Work to be completed >>
Using the listing that follows, filter out every line lacking the string "PRIMARY" and return the rest.
*** Data ***
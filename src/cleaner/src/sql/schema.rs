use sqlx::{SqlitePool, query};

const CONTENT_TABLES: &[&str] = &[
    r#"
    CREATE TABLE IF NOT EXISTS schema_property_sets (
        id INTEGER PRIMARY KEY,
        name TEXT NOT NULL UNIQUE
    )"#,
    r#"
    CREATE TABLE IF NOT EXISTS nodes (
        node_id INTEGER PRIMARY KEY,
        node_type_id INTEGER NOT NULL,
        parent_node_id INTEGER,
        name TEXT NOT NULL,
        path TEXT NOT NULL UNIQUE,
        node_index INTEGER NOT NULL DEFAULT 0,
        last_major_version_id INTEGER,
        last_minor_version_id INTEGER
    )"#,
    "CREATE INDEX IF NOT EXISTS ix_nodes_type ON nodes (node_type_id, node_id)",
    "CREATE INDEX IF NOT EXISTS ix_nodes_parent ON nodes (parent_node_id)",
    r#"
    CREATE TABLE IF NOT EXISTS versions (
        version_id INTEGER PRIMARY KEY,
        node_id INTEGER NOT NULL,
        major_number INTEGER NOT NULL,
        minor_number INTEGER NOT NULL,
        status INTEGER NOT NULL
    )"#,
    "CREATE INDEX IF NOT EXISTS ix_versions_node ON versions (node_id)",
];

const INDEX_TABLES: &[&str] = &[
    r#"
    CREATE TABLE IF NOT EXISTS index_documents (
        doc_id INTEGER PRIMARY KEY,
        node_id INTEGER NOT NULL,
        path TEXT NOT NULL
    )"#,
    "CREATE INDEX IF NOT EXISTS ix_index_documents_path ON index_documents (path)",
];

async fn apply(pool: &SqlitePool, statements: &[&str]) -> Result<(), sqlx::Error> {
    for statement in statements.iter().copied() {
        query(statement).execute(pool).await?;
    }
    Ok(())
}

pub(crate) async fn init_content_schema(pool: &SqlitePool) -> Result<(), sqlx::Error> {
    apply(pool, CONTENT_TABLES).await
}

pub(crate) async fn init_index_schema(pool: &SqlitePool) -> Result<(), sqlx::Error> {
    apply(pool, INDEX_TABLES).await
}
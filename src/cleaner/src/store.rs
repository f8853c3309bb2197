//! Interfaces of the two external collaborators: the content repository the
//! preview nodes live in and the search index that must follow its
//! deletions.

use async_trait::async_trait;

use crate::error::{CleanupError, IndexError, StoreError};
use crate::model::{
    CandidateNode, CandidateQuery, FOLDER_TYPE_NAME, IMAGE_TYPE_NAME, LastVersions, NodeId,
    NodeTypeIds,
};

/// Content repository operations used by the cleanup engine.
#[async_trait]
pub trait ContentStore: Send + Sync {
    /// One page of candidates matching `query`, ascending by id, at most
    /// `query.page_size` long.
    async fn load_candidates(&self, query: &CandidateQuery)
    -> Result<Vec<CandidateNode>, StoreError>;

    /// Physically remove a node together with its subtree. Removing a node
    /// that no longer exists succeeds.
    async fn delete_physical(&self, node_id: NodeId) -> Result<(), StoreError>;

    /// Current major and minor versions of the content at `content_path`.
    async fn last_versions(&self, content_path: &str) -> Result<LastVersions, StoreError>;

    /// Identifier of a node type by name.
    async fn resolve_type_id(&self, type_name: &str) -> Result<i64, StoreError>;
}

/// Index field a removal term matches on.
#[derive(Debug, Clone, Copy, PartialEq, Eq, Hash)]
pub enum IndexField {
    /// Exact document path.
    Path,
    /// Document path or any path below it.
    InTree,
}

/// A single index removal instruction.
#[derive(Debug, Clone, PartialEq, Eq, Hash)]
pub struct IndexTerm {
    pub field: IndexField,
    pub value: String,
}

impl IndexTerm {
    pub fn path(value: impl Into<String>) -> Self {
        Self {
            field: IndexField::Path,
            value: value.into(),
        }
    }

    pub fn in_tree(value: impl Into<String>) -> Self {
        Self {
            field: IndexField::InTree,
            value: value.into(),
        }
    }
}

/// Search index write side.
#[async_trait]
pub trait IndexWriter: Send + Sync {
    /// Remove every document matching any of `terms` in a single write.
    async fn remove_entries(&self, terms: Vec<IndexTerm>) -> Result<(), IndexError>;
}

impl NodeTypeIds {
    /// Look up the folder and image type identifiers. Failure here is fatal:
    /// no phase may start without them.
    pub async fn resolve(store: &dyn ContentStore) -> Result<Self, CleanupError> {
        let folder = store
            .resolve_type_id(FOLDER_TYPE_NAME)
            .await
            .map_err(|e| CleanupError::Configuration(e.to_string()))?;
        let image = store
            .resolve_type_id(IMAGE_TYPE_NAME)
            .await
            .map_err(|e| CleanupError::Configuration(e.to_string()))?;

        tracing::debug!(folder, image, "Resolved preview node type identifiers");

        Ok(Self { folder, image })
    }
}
*** End of Data ***
Finished task >>
        id INTEGER PRIMARY KEY,
        node_id INTEGER PRIMARY KEY,
        version_id INTEGER PRIMARY KEY,
        doc_id INTEGER PRIMARY KEY,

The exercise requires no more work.